(Data excerpts)
____________

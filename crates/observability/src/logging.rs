//! Logging initialization and configuration

use tracing_subscriber::{fmt, prelude::*, EnvFilter};

/// Log output format
#[derive(Debug, Clone, Copy, Default, PartialEq, Eq)]
pub enum LogFormat {
    /// Human-readable format with colors (default)
    #[default]
    Pretty,
    /// One JSON object per event, for log shipping
    Json,
    /// Single-line format
    Compact,
}

impl LogFormat {
    /// Parse from string (case-insensitive)
    pub fn parse(s: &str) -> Option<Self> {
        match s.to_lowercase().as_str() {
            "pretty" => Some(Self::Pretty),
            "json" => Some(Self::Json),
            "compact" => Some(Self::Compact),
            _ => None,
        }
    }
}

impl std::str::FromStr for LogFormat {
    type Err = String;

    fn from_str(s: &str) -> std::result::Result<Self, Self::Err> {
        Self::parse(s).ok_or_else(|| format!("unknown log format: {}", s))
    }
}

/// Initialize the logging system
///
/// Log output goes to stderr so that stdout stays free for metric records.
/// The level is controlled by `RUST_LOG` (default `info`), e.g.
/// `RUST_LOG=analytics=debug,info` to see every dropped row batch.
pub fn init_logging(service_name: &str, format: LogFormat) -> anyhow::Result<()> {
    let env_filter = EnvFilter::try_from_default_env()
        .unwrap_or_else(|_| EnvFilter::new("info"));

    match format {
        LogFormat::Pretty => {
            tracing_subscriber::registry()
                .with(env_filter)
                .with(
                    fmt::layer()
                        .with_writer(std::io::stderr)
                        .with_target(true)
                        .with_file(true)
                        .with_line_number(true)
                        .with_ansi(true),
                )
                .try_init()?;
        }
        LogFormat::Json => {
            tracing_subscriber::registry()
                .with(env_filter)
                .with(fmt::layer().json().with_writer(std::io::stderr))
                .try_init()?;
        }
        LogFormat::Compact => {
            tracing_subscriber::registry()
                .with(env_filter)
                .with(fmt::layer().compact().with_writer(std::io::stderr))
                .try_init()?;
        }
    }

    tracing::info!(
        service = service_name,
        format = ?format,
        "Logging initialized"
    );

    Ok(())
}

____________

> _Your task_: Set down the data once more, exactly as shown above.

> _Response for this exercise_:
filename crates/observability/src/logging.rs
//! Logging initialization and configuration

use tracing_subscriber::{fmt, prelude::*, EnvFilter};

/// Log output format
#[derive(Debug, Clone, Copy, Default, PartialEq, Eq)]
pub enum LogFormat {
    /// Human-readable format with colors (default)
    #[default]
    Pretty,
    /// One JSON object per event, for log shipping
    Json,
    /// Single-line format
    Compact,
}

impl LogFormat {
    /// Parse from string (case-insensitive)
    pub fn parse(s: &str) -> Option<Self> {
        match s.to_lowercase().as_str() {
            "pretty" => Some(Self::Pretty),
            "json" => Some(Self::Json),
            "compact" => Some(Self::Compact),
            _ => None,
        }
    }
}

impl std::str::FromStr for LogFormat {
    type Err = String;

    fn from_str(s: &str) -> std::result::Result<Self, Self::Err> {
        Self::parse(s).ok_or_else(|| format!("unknown log format: {}", s))
    }
}

/// Initialize the logging system
///
/// Log output goes to stderr so that stdout stays free for metric records.
/// The level is controlled by `RUST_LOG` (default `info`), e.g.
/// `RUST_LOG=analytics=debug,info` to see every dropped row batch.
pub fn init_logging(service_name: &str, format: LogFormat) -> anyhow::Result<()> {
    let env_filter = EnvFilter::try_from_default_env()
        .unwrap_or_else(|_| EnvFilter::new("info"));

    match format {
        LogFormat::Pretty => {
            tracing_subscriber::registry()
                .with(env_filter)
                .with(
                    fmt::layer()
                        .with_writer(std::io::stderr)
                        .with_target(true)
                        .with_file(true)
                        .with_line_number(true)
                        .with_ansi(true),
                )
                .try_init()?;
        }
        LogFormat::Json => {
            tracing_subscriber::registry()
                .with(env_filter)
                .with(fmt::layer().json().with_writer(std::io::stderr))
                .try_init()?;
        }
        LogFormat::Compact => {
            tracing_subscriber::registry()
                .with(env_filter)
                .with(fmt::layer().compact().with_writer(std::io::stderr))
                .try_init()?;
        }
    }

    tracing::info!(
        service = service_name,
        format = ?format,
        "Logging initialized"
    );

    Ok(())
}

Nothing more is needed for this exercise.